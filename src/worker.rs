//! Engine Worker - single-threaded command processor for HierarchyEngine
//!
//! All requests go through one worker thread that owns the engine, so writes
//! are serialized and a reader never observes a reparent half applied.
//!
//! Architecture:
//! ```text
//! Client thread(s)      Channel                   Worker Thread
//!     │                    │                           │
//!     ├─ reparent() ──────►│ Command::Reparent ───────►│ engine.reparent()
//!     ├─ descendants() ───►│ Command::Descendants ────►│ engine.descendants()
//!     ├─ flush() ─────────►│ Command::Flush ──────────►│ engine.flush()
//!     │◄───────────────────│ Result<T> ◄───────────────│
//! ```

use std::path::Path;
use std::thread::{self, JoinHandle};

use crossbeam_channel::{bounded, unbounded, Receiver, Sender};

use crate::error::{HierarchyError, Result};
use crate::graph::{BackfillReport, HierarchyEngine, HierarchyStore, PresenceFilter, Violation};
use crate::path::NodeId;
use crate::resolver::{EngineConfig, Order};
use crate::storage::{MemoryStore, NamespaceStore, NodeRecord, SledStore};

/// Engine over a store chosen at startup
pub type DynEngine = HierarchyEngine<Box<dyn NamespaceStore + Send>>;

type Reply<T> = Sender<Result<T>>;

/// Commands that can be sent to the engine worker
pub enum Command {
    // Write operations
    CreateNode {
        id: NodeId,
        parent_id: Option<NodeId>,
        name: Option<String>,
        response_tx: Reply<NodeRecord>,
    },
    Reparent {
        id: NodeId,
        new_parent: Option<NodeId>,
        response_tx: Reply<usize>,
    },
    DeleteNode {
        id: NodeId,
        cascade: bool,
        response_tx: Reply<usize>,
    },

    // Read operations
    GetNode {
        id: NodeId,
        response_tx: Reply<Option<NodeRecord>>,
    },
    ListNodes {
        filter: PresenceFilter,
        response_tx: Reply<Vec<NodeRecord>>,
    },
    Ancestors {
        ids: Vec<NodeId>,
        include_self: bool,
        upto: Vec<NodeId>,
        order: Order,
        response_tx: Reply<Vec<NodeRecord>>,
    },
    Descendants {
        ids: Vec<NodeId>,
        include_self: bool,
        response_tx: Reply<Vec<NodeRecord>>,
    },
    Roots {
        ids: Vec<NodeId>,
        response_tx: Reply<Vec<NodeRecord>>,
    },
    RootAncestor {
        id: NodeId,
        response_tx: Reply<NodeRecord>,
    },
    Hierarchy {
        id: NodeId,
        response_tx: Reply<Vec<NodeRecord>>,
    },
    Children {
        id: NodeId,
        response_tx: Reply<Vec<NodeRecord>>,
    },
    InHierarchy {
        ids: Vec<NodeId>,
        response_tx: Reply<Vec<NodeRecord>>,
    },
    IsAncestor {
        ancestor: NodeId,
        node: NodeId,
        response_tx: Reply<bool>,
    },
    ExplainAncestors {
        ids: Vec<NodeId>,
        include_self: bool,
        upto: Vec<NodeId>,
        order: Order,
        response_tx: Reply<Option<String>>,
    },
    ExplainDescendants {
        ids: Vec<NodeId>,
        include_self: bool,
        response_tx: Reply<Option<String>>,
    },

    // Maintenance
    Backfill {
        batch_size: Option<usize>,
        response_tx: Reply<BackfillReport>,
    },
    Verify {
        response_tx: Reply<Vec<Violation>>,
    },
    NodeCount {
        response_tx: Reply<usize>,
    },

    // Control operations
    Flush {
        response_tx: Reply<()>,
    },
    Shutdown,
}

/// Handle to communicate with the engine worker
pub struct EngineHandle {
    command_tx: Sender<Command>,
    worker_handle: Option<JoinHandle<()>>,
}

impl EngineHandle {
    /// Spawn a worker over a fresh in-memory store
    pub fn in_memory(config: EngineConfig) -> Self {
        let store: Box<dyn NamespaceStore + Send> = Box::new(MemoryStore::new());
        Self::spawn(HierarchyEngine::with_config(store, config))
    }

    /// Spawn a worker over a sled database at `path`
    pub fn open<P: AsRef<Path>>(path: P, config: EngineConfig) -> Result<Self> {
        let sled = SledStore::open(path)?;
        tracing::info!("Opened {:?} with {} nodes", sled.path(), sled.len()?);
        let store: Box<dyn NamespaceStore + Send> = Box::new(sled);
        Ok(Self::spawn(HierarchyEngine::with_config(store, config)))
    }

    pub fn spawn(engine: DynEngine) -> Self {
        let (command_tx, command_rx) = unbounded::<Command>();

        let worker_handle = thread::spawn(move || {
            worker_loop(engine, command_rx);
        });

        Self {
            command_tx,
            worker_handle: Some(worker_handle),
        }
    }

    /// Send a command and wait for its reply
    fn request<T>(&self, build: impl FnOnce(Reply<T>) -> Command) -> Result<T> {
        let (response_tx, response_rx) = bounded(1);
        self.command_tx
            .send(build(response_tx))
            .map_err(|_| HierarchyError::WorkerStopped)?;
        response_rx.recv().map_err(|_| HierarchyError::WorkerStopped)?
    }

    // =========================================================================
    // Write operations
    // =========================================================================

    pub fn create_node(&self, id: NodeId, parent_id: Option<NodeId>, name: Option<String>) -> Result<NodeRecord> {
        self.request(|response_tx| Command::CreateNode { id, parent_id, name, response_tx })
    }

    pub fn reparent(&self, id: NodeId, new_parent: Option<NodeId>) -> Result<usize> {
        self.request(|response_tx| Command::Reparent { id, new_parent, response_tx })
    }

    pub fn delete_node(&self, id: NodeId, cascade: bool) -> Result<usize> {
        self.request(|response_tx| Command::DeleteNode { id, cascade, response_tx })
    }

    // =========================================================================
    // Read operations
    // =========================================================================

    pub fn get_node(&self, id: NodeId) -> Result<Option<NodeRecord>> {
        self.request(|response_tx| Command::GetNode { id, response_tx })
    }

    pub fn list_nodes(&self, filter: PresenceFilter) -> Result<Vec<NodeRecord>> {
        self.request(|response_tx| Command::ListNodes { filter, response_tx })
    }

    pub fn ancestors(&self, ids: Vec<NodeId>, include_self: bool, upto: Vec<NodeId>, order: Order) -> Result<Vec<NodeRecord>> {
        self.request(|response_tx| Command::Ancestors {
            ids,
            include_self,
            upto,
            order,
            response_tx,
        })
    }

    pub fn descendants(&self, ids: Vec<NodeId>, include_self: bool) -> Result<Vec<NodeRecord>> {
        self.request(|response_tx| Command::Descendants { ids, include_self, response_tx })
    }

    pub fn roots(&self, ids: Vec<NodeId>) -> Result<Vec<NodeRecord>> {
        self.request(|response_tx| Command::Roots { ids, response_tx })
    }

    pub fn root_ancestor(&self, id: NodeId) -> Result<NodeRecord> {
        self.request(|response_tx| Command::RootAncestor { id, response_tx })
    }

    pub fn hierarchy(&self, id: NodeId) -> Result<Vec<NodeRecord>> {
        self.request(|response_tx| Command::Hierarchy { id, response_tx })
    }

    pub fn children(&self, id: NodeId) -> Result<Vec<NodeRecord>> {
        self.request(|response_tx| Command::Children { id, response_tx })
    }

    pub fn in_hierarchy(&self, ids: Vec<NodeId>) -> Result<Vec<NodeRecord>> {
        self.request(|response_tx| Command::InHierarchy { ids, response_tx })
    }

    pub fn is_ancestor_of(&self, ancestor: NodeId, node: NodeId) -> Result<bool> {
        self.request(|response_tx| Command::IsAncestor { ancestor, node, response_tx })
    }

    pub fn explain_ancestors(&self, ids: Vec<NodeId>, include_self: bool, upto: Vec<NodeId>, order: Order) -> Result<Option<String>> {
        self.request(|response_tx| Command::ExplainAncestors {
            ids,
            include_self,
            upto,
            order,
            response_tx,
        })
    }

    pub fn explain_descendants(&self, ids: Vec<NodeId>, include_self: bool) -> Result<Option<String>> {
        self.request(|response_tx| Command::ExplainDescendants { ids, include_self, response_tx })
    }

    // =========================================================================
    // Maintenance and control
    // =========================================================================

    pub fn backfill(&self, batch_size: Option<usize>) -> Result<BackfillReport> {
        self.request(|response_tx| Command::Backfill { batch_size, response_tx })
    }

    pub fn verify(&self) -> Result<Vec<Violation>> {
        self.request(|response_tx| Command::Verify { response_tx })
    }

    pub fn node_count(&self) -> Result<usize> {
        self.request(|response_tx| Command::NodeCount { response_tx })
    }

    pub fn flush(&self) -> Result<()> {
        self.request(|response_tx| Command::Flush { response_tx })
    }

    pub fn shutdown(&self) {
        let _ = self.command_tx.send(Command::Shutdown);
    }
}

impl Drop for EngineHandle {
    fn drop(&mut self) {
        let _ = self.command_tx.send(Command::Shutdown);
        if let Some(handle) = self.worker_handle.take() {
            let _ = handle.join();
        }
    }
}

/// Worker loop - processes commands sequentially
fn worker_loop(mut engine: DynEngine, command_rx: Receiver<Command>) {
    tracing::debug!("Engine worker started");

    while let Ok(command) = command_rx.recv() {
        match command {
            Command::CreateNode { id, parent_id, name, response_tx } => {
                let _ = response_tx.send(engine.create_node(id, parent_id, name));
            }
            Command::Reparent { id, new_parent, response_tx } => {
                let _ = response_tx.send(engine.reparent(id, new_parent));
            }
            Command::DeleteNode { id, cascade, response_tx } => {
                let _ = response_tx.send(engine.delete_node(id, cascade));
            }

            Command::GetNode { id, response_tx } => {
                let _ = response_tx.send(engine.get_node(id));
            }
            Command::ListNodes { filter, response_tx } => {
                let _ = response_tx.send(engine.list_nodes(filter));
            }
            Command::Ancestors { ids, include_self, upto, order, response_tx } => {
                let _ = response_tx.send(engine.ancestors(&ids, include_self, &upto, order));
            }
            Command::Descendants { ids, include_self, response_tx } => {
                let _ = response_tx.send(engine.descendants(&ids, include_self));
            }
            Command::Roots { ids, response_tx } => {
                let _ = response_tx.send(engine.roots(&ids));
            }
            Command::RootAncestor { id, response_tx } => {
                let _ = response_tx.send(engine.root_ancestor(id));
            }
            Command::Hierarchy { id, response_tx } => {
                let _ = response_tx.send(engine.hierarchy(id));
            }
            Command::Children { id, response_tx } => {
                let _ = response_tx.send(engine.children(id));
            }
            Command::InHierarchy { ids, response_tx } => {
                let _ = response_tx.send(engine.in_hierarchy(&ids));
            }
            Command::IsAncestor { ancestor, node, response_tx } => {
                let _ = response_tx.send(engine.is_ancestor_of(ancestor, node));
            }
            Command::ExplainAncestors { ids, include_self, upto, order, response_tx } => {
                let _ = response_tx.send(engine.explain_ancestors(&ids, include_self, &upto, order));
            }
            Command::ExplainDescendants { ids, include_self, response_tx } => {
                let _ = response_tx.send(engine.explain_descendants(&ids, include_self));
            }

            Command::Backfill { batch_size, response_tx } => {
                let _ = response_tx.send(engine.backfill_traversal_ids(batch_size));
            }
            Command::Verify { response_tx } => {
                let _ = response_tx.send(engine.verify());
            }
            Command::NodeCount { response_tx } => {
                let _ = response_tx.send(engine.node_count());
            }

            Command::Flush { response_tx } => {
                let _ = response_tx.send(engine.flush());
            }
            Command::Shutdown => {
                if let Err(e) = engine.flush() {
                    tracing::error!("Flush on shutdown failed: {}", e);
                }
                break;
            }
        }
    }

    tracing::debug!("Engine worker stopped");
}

--

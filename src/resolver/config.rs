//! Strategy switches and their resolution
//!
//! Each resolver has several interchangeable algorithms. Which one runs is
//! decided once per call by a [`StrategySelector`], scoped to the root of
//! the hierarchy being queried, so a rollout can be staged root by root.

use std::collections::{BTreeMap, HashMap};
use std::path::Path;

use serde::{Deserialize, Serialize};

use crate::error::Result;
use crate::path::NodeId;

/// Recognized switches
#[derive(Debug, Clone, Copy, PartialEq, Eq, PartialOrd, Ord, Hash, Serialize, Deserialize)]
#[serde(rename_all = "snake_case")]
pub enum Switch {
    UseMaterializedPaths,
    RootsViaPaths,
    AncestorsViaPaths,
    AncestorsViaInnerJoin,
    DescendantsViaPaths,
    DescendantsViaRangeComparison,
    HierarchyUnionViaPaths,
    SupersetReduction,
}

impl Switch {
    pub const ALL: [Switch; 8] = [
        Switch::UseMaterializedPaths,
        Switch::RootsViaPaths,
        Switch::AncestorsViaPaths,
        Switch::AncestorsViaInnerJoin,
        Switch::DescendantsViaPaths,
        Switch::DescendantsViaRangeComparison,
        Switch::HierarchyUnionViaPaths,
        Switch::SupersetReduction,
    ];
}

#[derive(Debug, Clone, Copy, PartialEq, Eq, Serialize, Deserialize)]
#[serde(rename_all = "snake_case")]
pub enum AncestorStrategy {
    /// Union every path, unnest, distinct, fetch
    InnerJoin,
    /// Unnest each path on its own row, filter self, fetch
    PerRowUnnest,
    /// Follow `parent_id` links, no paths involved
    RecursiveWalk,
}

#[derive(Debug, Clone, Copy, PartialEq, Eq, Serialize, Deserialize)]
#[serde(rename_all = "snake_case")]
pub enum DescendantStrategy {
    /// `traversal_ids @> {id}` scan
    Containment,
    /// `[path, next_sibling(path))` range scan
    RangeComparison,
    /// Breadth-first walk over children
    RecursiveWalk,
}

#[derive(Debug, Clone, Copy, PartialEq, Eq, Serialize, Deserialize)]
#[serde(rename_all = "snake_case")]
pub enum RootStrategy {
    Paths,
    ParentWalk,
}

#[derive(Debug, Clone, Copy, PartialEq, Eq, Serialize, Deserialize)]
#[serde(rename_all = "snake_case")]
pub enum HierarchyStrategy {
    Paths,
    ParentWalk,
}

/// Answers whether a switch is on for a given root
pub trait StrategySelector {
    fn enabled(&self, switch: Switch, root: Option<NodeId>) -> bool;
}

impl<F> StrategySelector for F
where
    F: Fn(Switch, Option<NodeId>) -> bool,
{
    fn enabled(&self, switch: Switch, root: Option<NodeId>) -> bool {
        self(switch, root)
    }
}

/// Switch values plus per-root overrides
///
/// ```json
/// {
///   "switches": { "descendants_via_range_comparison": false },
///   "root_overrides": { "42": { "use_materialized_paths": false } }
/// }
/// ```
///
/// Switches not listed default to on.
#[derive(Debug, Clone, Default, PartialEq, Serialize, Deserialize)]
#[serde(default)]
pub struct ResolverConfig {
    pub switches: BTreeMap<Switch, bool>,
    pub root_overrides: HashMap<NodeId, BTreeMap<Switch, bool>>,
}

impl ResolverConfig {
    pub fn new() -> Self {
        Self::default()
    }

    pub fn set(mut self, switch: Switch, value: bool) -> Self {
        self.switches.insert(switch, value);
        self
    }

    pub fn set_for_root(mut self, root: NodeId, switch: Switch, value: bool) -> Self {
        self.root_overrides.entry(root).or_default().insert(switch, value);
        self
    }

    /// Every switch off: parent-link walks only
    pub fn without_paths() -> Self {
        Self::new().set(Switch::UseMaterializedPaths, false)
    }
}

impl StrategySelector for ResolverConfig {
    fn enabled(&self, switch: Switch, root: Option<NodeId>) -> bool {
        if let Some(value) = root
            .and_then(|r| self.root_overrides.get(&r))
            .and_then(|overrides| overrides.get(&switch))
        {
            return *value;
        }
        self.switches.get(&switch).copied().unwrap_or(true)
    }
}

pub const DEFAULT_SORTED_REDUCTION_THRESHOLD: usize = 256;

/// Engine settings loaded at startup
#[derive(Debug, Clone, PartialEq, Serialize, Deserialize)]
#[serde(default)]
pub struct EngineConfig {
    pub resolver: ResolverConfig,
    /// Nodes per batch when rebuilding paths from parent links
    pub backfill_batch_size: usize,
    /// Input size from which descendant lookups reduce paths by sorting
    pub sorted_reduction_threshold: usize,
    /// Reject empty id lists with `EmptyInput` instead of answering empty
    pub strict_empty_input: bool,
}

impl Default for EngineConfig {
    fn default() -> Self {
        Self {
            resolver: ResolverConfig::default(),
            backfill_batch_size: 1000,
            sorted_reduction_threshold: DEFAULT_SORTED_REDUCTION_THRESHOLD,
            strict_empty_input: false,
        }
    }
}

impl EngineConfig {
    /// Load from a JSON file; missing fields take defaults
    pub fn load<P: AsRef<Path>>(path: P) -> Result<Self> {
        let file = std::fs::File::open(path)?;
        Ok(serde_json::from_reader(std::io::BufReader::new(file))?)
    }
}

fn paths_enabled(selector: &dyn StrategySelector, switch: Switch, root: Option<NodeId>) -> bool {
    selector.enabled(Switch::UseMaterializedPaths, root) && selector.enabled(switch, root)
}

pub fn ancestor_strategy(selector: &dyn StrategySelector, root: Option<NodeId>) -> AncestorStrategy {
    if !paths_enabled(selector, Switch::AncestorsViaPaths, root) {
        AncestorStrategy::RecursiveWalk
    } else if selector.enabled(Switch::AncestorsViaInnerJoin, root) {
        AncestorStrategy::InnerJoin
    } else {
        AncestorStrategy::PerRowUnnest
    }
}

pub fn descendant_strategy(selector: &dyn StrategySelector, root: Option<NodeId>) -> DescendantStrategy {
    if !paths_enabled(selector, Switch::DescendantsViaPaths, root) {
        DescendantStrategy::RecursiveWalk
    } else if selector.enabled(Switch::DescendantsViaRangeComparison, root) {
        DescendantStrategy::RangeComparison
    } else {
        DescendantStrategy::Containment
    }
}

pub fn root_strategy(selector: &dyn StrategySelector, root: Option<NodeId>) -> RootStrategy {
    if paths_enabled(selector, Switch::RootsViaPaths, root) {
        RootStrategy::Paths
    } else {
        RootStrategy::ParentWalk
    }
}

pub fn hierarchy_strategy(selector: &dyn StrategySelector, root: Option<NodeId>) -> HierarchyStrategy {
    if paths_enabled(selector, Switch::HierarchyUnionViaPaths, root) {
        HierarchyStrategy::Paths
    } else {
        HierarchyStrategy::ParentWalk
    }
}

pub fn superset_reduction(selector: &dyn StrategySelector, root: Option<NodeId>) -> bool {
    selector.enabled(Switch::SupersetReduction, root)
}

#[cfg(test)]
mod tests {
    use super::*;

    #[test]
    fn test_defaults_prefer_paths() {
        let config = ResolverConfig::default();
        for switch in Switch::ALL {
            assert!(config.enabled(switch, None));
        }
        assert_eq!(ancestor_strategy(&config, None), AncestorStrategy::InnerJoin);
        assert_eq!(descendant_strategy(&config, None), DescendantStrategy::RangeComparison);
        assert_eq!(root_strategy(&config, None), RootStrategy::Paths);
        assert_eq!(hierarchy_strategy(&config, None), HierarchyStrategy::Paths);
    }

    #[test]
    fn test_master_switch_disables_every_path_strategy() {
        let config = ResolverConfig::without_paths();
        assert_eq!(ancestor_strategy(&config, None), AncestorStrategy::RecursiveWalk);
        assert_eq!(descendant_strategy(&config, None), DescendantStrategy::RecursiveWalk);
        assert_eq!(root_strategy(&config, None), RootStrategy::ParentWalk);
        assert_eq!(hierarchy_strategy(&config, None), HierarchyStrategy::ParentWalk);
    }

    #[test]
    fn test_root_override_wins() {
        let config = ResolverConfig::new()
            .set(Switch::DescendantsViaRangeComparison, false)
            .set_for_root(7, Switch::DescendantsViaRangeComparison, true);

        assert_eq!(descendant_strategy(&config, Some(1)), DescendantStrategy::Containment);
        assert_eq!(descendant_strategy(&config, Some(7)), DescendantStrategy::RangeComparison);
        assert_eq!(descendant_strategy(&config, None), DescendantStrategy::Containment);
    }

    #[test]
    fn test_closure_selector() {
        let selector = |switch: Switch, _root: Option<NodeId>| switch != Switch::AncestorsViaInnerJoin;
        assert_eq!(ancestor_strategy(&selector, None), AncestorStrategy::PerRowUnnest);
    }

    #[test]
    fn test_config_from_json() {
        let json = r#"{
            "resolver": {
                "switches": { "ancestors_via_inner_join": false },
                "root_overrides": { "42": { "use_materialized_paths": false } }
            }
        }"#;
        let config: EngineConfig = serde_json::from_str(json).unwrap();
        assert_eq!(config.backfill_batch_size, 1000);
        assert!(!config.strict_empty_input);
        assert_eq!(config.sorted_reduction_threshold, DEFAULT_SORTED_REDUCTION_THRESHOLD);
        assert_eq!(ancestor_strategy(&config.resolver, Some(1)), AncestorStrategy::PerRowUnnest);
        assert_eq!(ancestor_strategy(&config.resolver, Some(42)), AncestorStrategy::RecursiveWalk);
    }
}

**ASSIGNMENT:** Where a line of the data holds the word "RootAncestor", copy that line.

**OUTPUT BELOW:**
    RootAncestor {
        self.request(|response_tx| Command::RootAncestor { id, response_tx })
            Command::RootAncestor { id, response_tx } => {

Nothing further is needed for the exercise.